4. Prediction of the heavy charging current effect on nickel-rich/silicon-graphite power batteries based on adiabatic rate calorimetry measurement

1. Wang, L. Zheng, X. Li, G. Du, Z. Zhang, Y. Feng, L. Jia and Z. Dai, Energies, 2020, 13, 3885.
Effects of Overdischarge Rate on Thermal Runaway of NCM811 Li-Ion Batteries

(Open access article)
This paper investigates the over-discharge behaviour of 2.9 Ah cylindrical NCM811 [Li(Ni0.8 Co0.1Mn0.1)O2] batteries in an adiabatic environment.
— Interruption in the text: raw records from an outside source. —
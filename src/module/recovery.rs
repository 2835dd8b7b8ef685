//! Error recovery registry.
//!
//! Failures raised anywhere in the resolution pipeline are collected here,
//! deduplicated by `(code, module)`, and consulted to decide whether the
//! caller may try again. The registry lives for the whole process and is
//! cleared at the start of every top-level command run.

use std::sync::Arc;

use async_trait::async_trait;
use parking_lot::Mutex;

use super::ErrorRecord;

/// What the recorded failures allow the caller to do next.
#[derive(Debug, Clone, Copy, PartialEq, Eq)]
pub enum RetryDecision {
    /// Nothing has failed.
    Nothing,
    /// Every failure is retryable.
    Retry,
    /// At least one failure is permanent.
    Abort,
}

/// Policy hooks consulted by the registry.
#[async_trait]
pub trait RecoveryPolicy: Send + Sync {
    /// A module does not exist in the registry. Returns whether the caller
    /// should offer the user an install.
    async fn on_not_found(&self, record: &ErrorRecord) -> bool;

    /// Any other failure. `retryable` is the registry's current verdict;
    /// returns whether to retry.
    async fn on_error(&self, record: &ErrorRecord, retryable: bool) -> bool {
        let _ = record;
        retryable
    }
}

/// Non-interactive policy: never offers an install, follows the registry's
/// retry verdict.
#[derive(Debug, Default, Clone, Copy)]
pub struct DefaultPolicy;

#[async_trait]
impl RecoveryPolicy for DefaultPolicy {
    async fn on_not_found(&self, record: &ErrorRecord) -> bool {
        tracing::warn!(
            module = record.module_name.as_deref().unwrap_or("<unknown>"),
            "module not found in the registry; check the name or the configured registry"
        );
        false
    }
}

/// Process-wide list of failures.
pub struct ErrorRecoveryRegistry {
    records: Mutex<Vec<ErrorRecord>>,
    policy: Arc<dyn RecoveryPolicy>,
}

impl std::fmt::Debug for ErrorRecoveryRegistry {
    fn fmt(&self, f: &mut std::fmt::Formatter<'_>) -> std::fmt::Result {
        f.debug_struct("ErrorRecoveryRegistry").field("records", &*self.records.lock()).finish()
    }
}

impl Default for ErrorRecoveryRegistry {
    fn default() -> Self {
        Self::new()
    }
}

impl ErrorRecoveryRegistry {
    /// Registry with the default policy.
    pub fn new() -> Self {
        Self::with_policy(Arc::new(DefaultPolicy))
    }

    /// Registry with a custom policy.
    pub fn with_policy(policy: Arc<dyn RecoveryPolicy>) -> Self {
        Self { records: Mutex::new(Vec::new()), policy }
    }

    /// Append a record unless an equivalent one is already present.
    /// Returns whether it was appended.
    pub fn register(&self, record: ErrorRecord) -> bool {
        let mut records = self.records.lock();
        if records.iter().any(|r| r.same_as(&record)) {
            tracing::debug!(
                code = %record.code,
                module = ?record.module_name,
                "duplicate error record"
            );
            return false;
        }
        tracing::debug!(%record, "error recorded");
        records.push(record);
        true
    }

    /// Records in insertion order.
    pub fn get_error_list(&self) -> Vec<ErrorRecord> {
        self.records.lock().clone()
    }

    /// Forget every record.
    pub fn clear_error(&self) {
        self.records.lock().clear();
    }

    /// Whether the registry holds no records.
    pub fn is_empty(&self) -> bool {
        self.records.lock().is_empty()
    }

    /// True only when there are records and all of them are retryable.
    pub fn check_retry(&self) -> bool {
        self.retry_decision() == RetryDecision::Retry
    }

    /// Three-way verdict over the recorded failures.
    pub fn retry_decision(&self) -> RetryDecision {
        let records = self.records.lock();
        if records.is_empty() {
            RetryDecision::Nothing
        } else if records.iter().all(|r| r.retryable) {
            RetryDecision::Retry
        } else {
            RetryDecision::Abort
        }
    }

    /// Record a not-found failure and ask the policy whether to offer an
    /// install.
    pub async fn no_found_handle(&self, record: ErrorRecord) -> bool {
        self.register(record.clone());
        self.policy.on_not_found(&record).await
    }

    /// Record any other failure and ask the policy whether to retry.
    pub async fn default_handle(&self, record: ErrorRecord) -> bool {
        self.register(record.clone());
        let retryable = self.check_retry();
        self.policy.on_error(&record, retryable).await
    }
}
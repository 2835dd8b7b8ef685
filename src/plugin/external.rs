//! Subprocess kits.
//!
//! A kit published as a plain package declares its commands in the
//! `kithost` section of its `package.json`:
//!
//! ```json
//! "kithost": {
//!   "type": "kit",
//!   "commands": { "dev": { "bin": "bin/dev", "args": ["--watch"], "description": "Start" } },
//!   "modules": { "lint": { "strict": true } }
//! }
//! ```
//!
//! Each command runs `<module dir>/<bin> <args> <client args>` in the current
//! directory with inherited stdio and the invocation in `KITHOST_CONTEXT`.

use std::collections::BTreeMap;
use std::path::{Path, PathBuf};
use std::process::Stdio;
use std::sync::Arc;

use anyhow::Context;
use serde::Deserialize;
use thiserror::Error;

use super::{KitCommand, KitContext, KitFactory, KitModules, RuntimeContext, CONTEXT_ENV};
use crate::registry::PackageInfo;

/// The `kithost` section of a package manifest.
#[derive(Debug, Clone, Default, Deserialize)]
pub struct KitManifest {
    /// Declared module type; only `kit` (or nothing) is loadable as a kit.
    #[serde(default, rename = "type")]
    pub kind: Option<String>,

    /// Commands by name.
    #[serde(default)]
    pub commands: BTreeMap<String, ExternalCommand>,

    /// Module configuration exposed to other modules.
    #[serde(default)]
    pub modules: KitModules,
}

/// One subprocess command.
#[derive(Debug, Clone, Deserialize)]
pub struct ExternalCommand {
    /// Executable, relative to the module directory.
    pub bin: String,

    /// Fixed arguments placed before the client's.
    #[serde(default)]
    pub args: Vec<String>,

    /// One-line description.
    #[serde(default)]
    pub description: Option<String>,
}

/// A subprocess kit command exited unsuccessfully.
#[derive(Debug, Error)]
#[error("'{program}' exited with {}", describe_exit(.code))]
pub struct ExitError {
    /// Program that was run.
    pub program: String,
    /// Exit code, `None` when killed by a signal.
    pub code: Option<i32>,
}

impl KitManifest {
    /// Parse the `kithost` section of a package, if it has one.
    pub fn from_package(info: &PackageInfo) -> Option<Result<Self, String>> {
        let section = info.kithost.clone()?;
        let manifest = match serde_json::from_value::<Self>(section) {
            Ok(manifest) => manifest,
            Err(e) => return Some(Err(e.to_string())),
        };

        match manifest.kind.as_deref() {
            None | Some("kit") => Some(Ok(manifest)),
            Some(other) => Some(Err(format!("declared type '{other}' is not a kit"))),
        }
    }

    /// Factory building a kit whose commands run as subprocesses.
    pub fn into_factory(self) -> KitFactory {
        Arc::new(move |desc| {
            let mut kit = KitContext::new(&desc.full_name);
            kit.version = desc.version().map(str::to_string);
            kit.modules = self.modules.clone();

            for (name, command) in &self.commands {
                let root = desc.local_path.clone();
                let spec = command.clone();
                let description = spec.description.clone().unwrap_or_default();
                kit.commands.insert(
                    name.clone(),
                    KitCommand::new(description, move |ctx| {
                        run_external(root.clone(), spec.clone(), ctx)
                    }),
                );
            }
            Ok(kit)
        })
    }
}

fn describe_exit(code: &Option<i32>) -> String {
    match code {
        Some(code) => format!("code {code}"),
        None => "a signal".to_string(),
    }
}

fn program_path(root: &Path, bin: &str) -> PathBuf {
    let bin = Path::new(bin);
    if bin.is_absolute() {
        bin.to_path_buf()
    } else {
        root.join(bin)
    }
}

async fn run_external(
    root: PathBuf,
    spec: ExternalCommand,
    ctx: RuntimeContext,
) -> anyhow::Result<()> {
    let program = program_path(&root, &spec.bin);
    tracing::debug!(program = %program.display(), args = ?spec.args, "spawning kit command");

    let status = tokio::process::Command::new(&program)
        .args(&spec.args)
        .args(ctx.client_args())
        .env(CONTEXT_ENV, ctx.invocation().to_string())
        .stdin(Stdio::inherit())
        .stdout(Stdio::inherit())
        .stderr(Stdio::inherit())
        .status()
        .await
        .with_context(|| format!("failed to start '{}'", program.display()))?;

    if status.success() {
        Ok(())
    } else {
        Err(ExitError { program: spec.bin, code: status.code() }.into())
    }
}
The BTC-130 was used for adiabatic reaction testing on the battery, from this, it was found that:

– As over-discharge rate increased, the battery self-heat rate also increased

– The total energy released from an external short circuit increased with the over-discharge rate

– The safe over-discharge rate was reduced at temperatures above 55 °C

– Shallow over-discharging to 2 V and 1 V had a negligible effect on the capacity of the battery

– This was because over-discharging damaged the graphite negative-electrode structure

– The samples could not recover after over-discharging, however no fires, explosions or thermal runaway occurred
The review therefore concludes that the NCM811 battery is safe under mild over-discharging conditions.

2. Patel, J. Robinson, S. Ball, D. Brett and P. Shearing, J. Electrochem. Soc., 2020, 167, 090511.
Thermal Runaway of a Li-Ion Battery Studied by Combined ARC and Multi-Length Scale X-ray CT

(Open access article)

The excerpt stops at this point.